Hausse généralisée de la CSG : en contrepartie de la baisse progressive des cotisations sociales, la Contribution sociale généralisée sera augmentée de 1,7 point à partir du 1er janvier 2018.

Aucune revalorisation des retraites en 2018 : le Gouvernement souhaite harmoniser le versement des retraites agricoles et celui de l’allocation de solidarité aux personnes âgées (Aspa). Conséquence : il faudra attendre janvier 2019 pour éventuellement voir une augmentation des retraites agricoles.

En matière de fiscalité

Baisse de l’impôt sur les sociétés (IS) : dans la volonté de baisser progressivement l’impôt sur les sociétés à 25 % d’ici 2022, l’IS sera réduit à 28 % pour toutes les sociétés qui y sont soumises, dans la limite de 500 000 € de bénéfices. L’IS sera maintenu à 33,33 % au-delà.

Baisse de la taxe d’habitation : pour les ménages aux revenus modestes, la taxe d’habitation sera en baisse de 30 % en 2018, dans une logique, d’ici 2020, de la supprimer totalement pour ces mêmes ménages. A titre d’exemple, un couple avec deux enfants dont le revenu fiscal de référence est inférieur à 55 000 € obtiendra un allègement de 30 % de sa taxe d’habitation en 2018, 65 % en 2019 et 100 % en 2020. Le Gouvernement estime que la mesure concernera 80 % des foyers qui la paient.

Réforme de l’impôt sur la fortune : l’impôt sur la fortune sera remplacé par un « impôt sur la fortune immobilière » (Ifi) excluant le patrimoine financier. Les mêmes règles et le même barème que l’ISF seront appliqués à ce nouvel impôt, notamment l’abattement de 30 % sur la résidence principale).

Création d’un prélèvement forfaitaire unique (PFU) : ce nouveau prélèvement s’appliquera aux revenus des capitaux mobiliers (intérêts et dividendes) et aux plus-values mobilières à un taux unique de 30 %. Pour les contribuables les plus modestes, il sera toujours possible d’opter pour l’application de l’impôt sur le revenu à leurs revenus mobiliers quand celui-ci est plus favorable. Les produits d’épargne comme le livret A, des autres livrets réglementés et des plans d’épargne en actions en resteront exonérés. La fiscalité des contrats d’assurance-vie de moins de 150 000 € et gardés plus de huit ans ne sera pas impactée.

Les autres mesures pour 2018

Hausse de la prime d’activité : la prime d’activité sera augmentée de 20 € par mois à compter d’octobre 2018.

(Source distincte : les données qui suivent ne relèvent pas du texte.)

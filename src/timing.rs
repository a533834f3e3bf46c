//! Sleeping and frame pacing
//!
//! [`FrameThrottle`] keeps a redraw loop on a fixed schedule. Each call moves
//! the deadline forward by one interval from the previous deadline, not from
//! "now", so oversleeping on one frame is paid back on the next and a loop
//! that falls behind catches up instead of drifting.

use std::cell::{Cell, RefCell};
use std::time::{Duration, Instant};

use tracing::debug;

/// Monotonic time source with a sleep primitive
pub trait Clock {
    fn now(&self) -> Instant;
    fn sleep(&self, duration: Duration);
}

/// Wall-clock time and a real thread sleep
#[derive(Clone, Copy, Debug, Default)]
pub struct SystemClock;

impl Clock for SystemClock {
    fn now(&self) -> Instant {
        Instant::now()
    }

    fn sleep(&self, duration: Duration) {
        std::thread::sleep(duration);
    }
}

/// A clock that only moves when told to. Sleeping advances it exactly.
#[derive(Debug)]
pub struct ManualClock {
    base: Instant,
    elapsed: Cell<Duration>,
    sleeps: RefCell<Vec<Duration>>,
}

impl Default for ManualClock {
    fn default() -> Self {
        Self::new()
    }
}

impl ManualClock {
    pub fn new() -> Self {
        Self {
            base: Instant::now(),
            elapsed: Cell::new(Duration::ZERO),
            sleeps: RefCell::new(Vec::new()),
        }
    }

    /// Let time pass without sleeping, as if doing work.
    pub fn advance(&self, duration: Duration) {
        self.elapsed.set(self.elapsed.get() + duration);
    }

    pub fn elapsed(&self) -> Duration {
        self.elapsed.get()
    }

    /// Every sleep requested so far
    pub fn sleeps(&self) -> Vec<Duration> {
        self.sleeps.borrow().clone()
    }
}

impl Clock for ManualClock {
    fn now(&self) -> Instant {
        self.base + self.elapsed.get()
    }

    fn sleep(&self, duration: Duration) {
        self.sleeps.borrow_mut().push(duration);
        self.advance(duration);
    }
}

/// Drift-correcting frame pacer
#[derive(Debug)]
pub struct FrameThrottle<C: Clock = SystemClock> {
    clock: C,
    /// Next wake time; `None` until the first call
    deadline: Option<Instant>,
}

impl Default for FrameThrottle<SystemClock> {
    fn default() -> Self {
        Self::new()
    }
}

impl FrameThrottle<SystemClock> {
    pub fn new() -> Self {
        Self::with_clock(SystemClock)
    }
}

impl<C: Clock> FrameThrottle<C> {
    pub fn with_clock(clock: C) -> Self {
        Self {
            clock,
            deadline: None,
        }
    }

    pub fn clock(&self) -> &C {
        &self.clock
    }

    /// Whether the baseline has been taken
    pub fn is_started(&self) -> bool {
        self.deadline.is_some()
    }

    /// Wait out the rest of the current frame and return how long that was.
    ///
    /// The first call only records the baseline. Later calls advance the
    /// deadline by `interval` and sleep until it; when the deadline has
    /// already passed they return at once and leave the schedule as is.
    pub fn throttle(&mut self, interval: Duration) -> Duration {
        let Some(previous) = self.deadline else {
            self.deadline = Some(self.clock.now());
            return Duration::ZERO;
        };

        let deadline = previous + interval;
        self.deadline = Some(deadline);

        let now = self.clock.now();
        if deadline > now {
            let remaining = deadline - now;
            self.clock.sleep(remaining);
            remaining
        } else {
            debug!("Frame behind schedule by {:?}", now - deadline);
            Duration::ZERO
        }
    }

    pub fn throttle_ms(&mut self, interval_ms: u64) -> Duration {
        self.throttle(Duration::from_millis(interval_ms))
    }
}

Plan d’investissement de 5 Mds€ : la mesure est encore très floue, mais la promesse de campagne du candidat Macron a été confirmée : le Gouvernement réserve bien un volet agricole de son plan d’investissement à hauteur de 5 Mds€, en lien avec l’obligation de définir des plans de filières pour « opérer la transition de l’agriculture ». Le Gouvernement met en avant quatre objectifs principaux : « accompagner la modernisation des outils et des pratiques, relever les défis du changement climatique, renforcer la compétitivité de l’aval et la structuration des filières, renforcer le soutien à la recherche et à l’innovation ».

Ce qui est déjà prévu pour 2019

Initialement prévu au 1er janvier 2018, le prélèvement à la source pour l’impôt sur le revenu est reporté à janvier 2019.

Dans la logique de la supprimer d’ici 2020 pour 80 % des ménages qui en sont redevables, la taxe d’habitation sera réduite de 65 % pour les ménages aux revenus les plus modestes.

Le Crédit d’impôt compétitivité emploi (CICE) sera supprimé en 2019 en contrepartie « des allègements de charges pérennes ».

Le projet de loi de finances 2018 est en discussion à l’Assemblée nationale jusqu’au lundi 20 novembre. Les échanges se poursuivront ensuite en première lecture au Sénat du 23 novembre au 12 décembre.

Le projet de loi de financement de la sécurité sociale pour 2018 a été adopté en première lecture à l’Assemblée nationale le 31 octobre 2017. Il sera discuté au Sénat du 13 au 17 novembre.